This was MGM’s foray into the world of gangster movies after the sudden success of “Little Caesar” and the adjacent anticipation of “The Public Enemy,” which was being made concurrently. (Filming Jan-Feb. 1931, release in April-May.)
It’s another Al Capone knockoff. Louis Scorpio (Wallace Beery) is nicknamed “Slaughterhouse” because of where he works and what he does. He’s in the Chicago stockyards and he’s good at killing things. That’s not a bad idea: translate the killing of one kind of meat (cattle) into another (human beings). But the filmmakers, including the husband-wife team of director George W. Hill and screenwriter Frances Marion, don’t do enough with it. And there are tons of missed opportunities.
Let’s just say it’s not exactly Warner Bros.
Like Georges Méliès
One day after work, Slaughterhouse meets his friend Johnny Franks (Ralph Bellamy, in his film debut) for dinner. Franks is a low-level gangster in the Centro district (read: Cicero); and while Scorpio is impressed with himself for his $35 weekly take, Johnny rolls out the $150 he made while hardly breaking a sweat. Plus he’s got Peaches (Marjorie Rambeau) hanging around making nice with him—and decidedly not with Scorpio, whom she refers to as a “missing link.”
At this point Scorpio is an affable, milk-drinking dude, with disheveled hair, a short tie and a rumpled suit. Then he spends a night with Johnny. It’s not a huge success. Johnny threatens Delano (Fletcher Norton) for selling bootleg liquor to rival gangster Joe Colimo (John Miljan) when the cops burst in. Our guys lam it and wind up at the law offices of Richard Newton (Lewis Stone, Andy Hardy’s dad), who’s drunk behind his desk, but who assures them everything is under control. Eventually we realize Newton isn’t consigliere; he’s the gangleader. It’s hard to tell because of poor filmmaking, but his his law office is above Frank’s Steakhouse, a gang hangout, which will matter later.
Again, hardly a successful night, but Slaughterhouse is hooked. So after a montage of generic booze-making and selling, we see him cleaned up, in bowler hat, trim moustache and three-piece suit. He’s still a milk drinker (that doesn’t change) but he’s no longer affable. He’s impatient, irritable, and butting heads with Johnny, who now sees him as his main rival. So when Newton’s plot to take over Colimo’s territory goes awry, resulting in the death of Colimo’s perpetually smiling kid brother, Slaughterhouse is set up. Instead they just wing him, and when he returns to Newton’s office he finds his milk bottle metaphorically dropped in the wastebasket. “Didn’t you … expect me back?” he asks, before plugging Johnny from behind.

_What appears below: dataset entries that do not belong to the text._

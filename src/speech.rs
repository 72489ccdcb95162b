//! Text-to-speech narration.
//!
//! Speech is fire-and-forget: a new request cancels whatever is still
//! playing and nothing is queued.

use std::process::{Child, Command, Stdio};

use tracing::{debug, warn};

use crate::models::Field;

/// espeak's default speaking speed in words per minute.
const BASE_WORDS_PER_MINUTE: f32 = 175.0;

#[derive(Debug, Clone, Copy, PartialEq, Eq)]
pub enum Locale {
    EnUs,
    EsEs,
}

impl Locale {
    pub fn tag(self) -> &'static str {
        match self {
            Locale::EnUs => "en-US",
            Locale::EsEs => "es-ES",
        }
    }

    pub fn for_field(field: Field) -> Self {
        if field.is_spanish() {
            Locale::EsEs
        } else {
            Locale::EnUs
        }
    }

    fn voice(self) -> &'static str {
        match self {
            Locale::EnUs => "en-us",
            Locale::EsEs => "es",
        }
    }
}

pub trait Speaker {
    fn speak(&mut self, text: &str, locale: Locale);
}

/// Discards every request.
#[derive(Debug, Default)]
pub struct SilentSpeaker;

impl Speaker for SilentSpeaker {
    fn speak(&mut self, _text: &str, _locale: Locale) {}
}

#[derive(Debug, Clone, PartialEq)]
pub struct SpeechConfig {
    /// espeak-compatible program (`-v <voice> -s <wpm> <text>`).
    pub program: String,
    /// Relative speed, 1.0 is the program's normal speed.
    pub rate: f32,
}

impl Default for SpeechConfig {
    fn default() -> Self {
        Self {
            program: "espeak-ng".to_string(),
            rate: 0.9,
        }
    }
}

/// Speaks through an external program, one utterance at a time.
pub struct CommandSpeaker {
    config: SpeechConfig,
    current: Option<Child>,
}

impl CommandSpeaker {
    pub fn new(config: SpeechConfig) -> Self {
        Self {
            config,
            current: None,
        }
    }

    fn command(&self, text: &str, locale: Locale) -> Command {
        let words_per_minute = (BASE_WORDS_PER_MINUTE * self.config.rate).round().max(1.0) as u32;

        let mut command = Command::new(&self.config.program);
        command
            .arg("-v")
            .arg(locale.voice())
            .arg("-s")
            .arg(words_per_minute.to_string())
            .arg(text)
            .stdin(Stdio::null())
            .stdout(Stdio::null())
            .stderr(Stdio::null());
        command
    }

    fn cancel(&mut self) {
        if let Some(mut child) = self.current.take() {
            if let Ok(None) = child.try_wait() {
                let _ = child.kill();
            }
            let _ = child.wait();
        }
    }
}

impl Speaker for CommandSpeaker {
    fn speak(&mut self, text: &str, locale: Locale) {
        self.cancel();

        let text = text.trim();
        if text.is_empty() {
            return;
        }

        match self.command(text, locale).spawn() {
            Ok(child) => {
                debug!(text, locale = locale.tag(), "speaking");
                self.current = Some(child);
            }
            Err(err) => {
                warn!(program = %self.config.program, %err, "could not start speech program");
            }
        }
    }
}

impl Drop for CommandSpeaker {
    fn drop(&mut self) {
        self.cancel();
    }
}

Here’s how cheaply or on-the-fly this movie was made. After the plugging, and after Newton talks Slaughterhouse down, there’s suddenly a third man in the room: Delano. It’s almost like a magic act—like something from Georges Méliès. Not there. Poof! There. Either the filmmakers forgot they needed a fall guy and added him without reshoots, or they cut the scene where he arrives. Either way, it’s odd.
After that, Slaughterhouse is all-powerful. He taps a flunky gangster to be the next mayor of Centro, then makes inroads into Chicago. And that’s when we see our titular group.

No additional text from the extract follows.